On the residential purchasing front, Colliers International reported in the middle of 2011 that, “The boom days of Phuket have yet to return as foreign buying activity remains sluggish but has been picking up over the past year. Greater concentration on the domestic market continues with more affordable developments away from the coast.” The global agency’s Phuket Residential Report noted condominium developments inland were on the rise (5,500 new units would come on the market by 2013) and that local Thai buyers were starting to enter the market as well.

After a rocky couple of years, Phuket looks to be weathering the storm and is poised for further growth. On the downside is the ongoing European financial quagmire, which Colliers theorised was having a negative impact on the island’s property market. However, once again, “High net worth individuals come from all nationalities and as such Phuket attracts buyers from a broad range of countries and developers and agents do not normally target one market. While Europeans were the mainstay in the past the buying dynamic has shifted to newer markets such as Russia, Singapore, Hong Kong and the Middle East.” CBRE Thailand’s MarketView for the second quarter 2012 partially agreed, stating sales were steady on the back of limited supply, but agreed on the buyer make-up. “The majority of buyers were still from Europe including Sweden, Italy, and Germany. However, with economic slowdown in Europe, we believe that growing interest from Russia, Australia and Asia can probably offset the lower number of European buyers.”

“The market has been on the soft side because traditionally buyers were European. But what is on the horizon are these huge markets in India and China. They’re becoming more affluent and they’re travelling more. We’re finding demand from these up-and-coming sleeping giants,” agrees Gulu Lalvani, chair and developer of Royal Phuket Marina. “What’s also happening is that Hong Kong residents, for example, are buying a holiday home as well as [a home for use] to send their children to the British International School there … Getting a school here in Hong Kong is difficult. So that’s a buyer segment we’re looking at.”

Also buoying the future, and continued growth, is the rising number of direct flights to Phuket and the expansion of the airport, scheduled for completion in 2015. Phuket is second only Bangkok for passenger arrivals in Thailand and currently serves Aeorflot, Asiana, Qatar, Emirates, Jetstar, Virgin Australia and dozens of other airlines. Lalvani is among those who see the market recovering and staying strong down the road, so much so that he’s expanding the Marina. Between second homebuyers and yachting enthusiasts having a hard time finding berths, Phuket will be in a solid investment position for years to come.

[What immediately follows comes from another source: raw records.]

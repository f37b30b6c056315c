// envoy-rs: environment variable manifest checker
//
// SPDX-FileCopyrightText: 2026 Romeo Ahmed
// SPDX-License-Identifier: GPL-3.0-or-later

//! Init command implementation for envoy-rs.

use crate::cmd::CommandContext;
use crate::error::Result;
use crate::manifest::create_example;

/// Main handler for the init command.
///
/// Returns true if the example manifest was created. An existing manifest is
/// left untouched; a warning is logged.
///
/// # Errors
///
/// Returns an error if the manifest cannot be written.
pub fn run_init_command(ctx: &CommandContext) -> Result<bool> {
    Ok(create_example(&ctx.example_path())?)
}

But there are threats to Phuket’s dominance in the luxury residential resort sector, among them Bali, Cambodia and its dozens of coastal islands (like the massive development planned on Koh Rong), Vietnam and perhaps Myanmar, or Burma. “Long isolated from engagement with the West, an opening up of the country alongside an ending of sanctions and coupled by an effective property law could lead to tourists visiting this richly endowed country in droves and later to become buyers. It is by no means guaranteed that Phuket will remain ahead of the game,” reasoned Colliers. Lalvani is unfazed. “None of these have the infrastructure that Phuket has. In Bali you can walk somewhere faster than you can in a cab. None of the islands off Vietnam or Cambodia have the sailing facilities Phuket has. Hainan has one marina and you have to get permission from the government the day before to go out. What kind of fun is that?” Phuket may have to work a little harder down the road, but utter collapse is unlikely. The word is still Sawasdee for investors.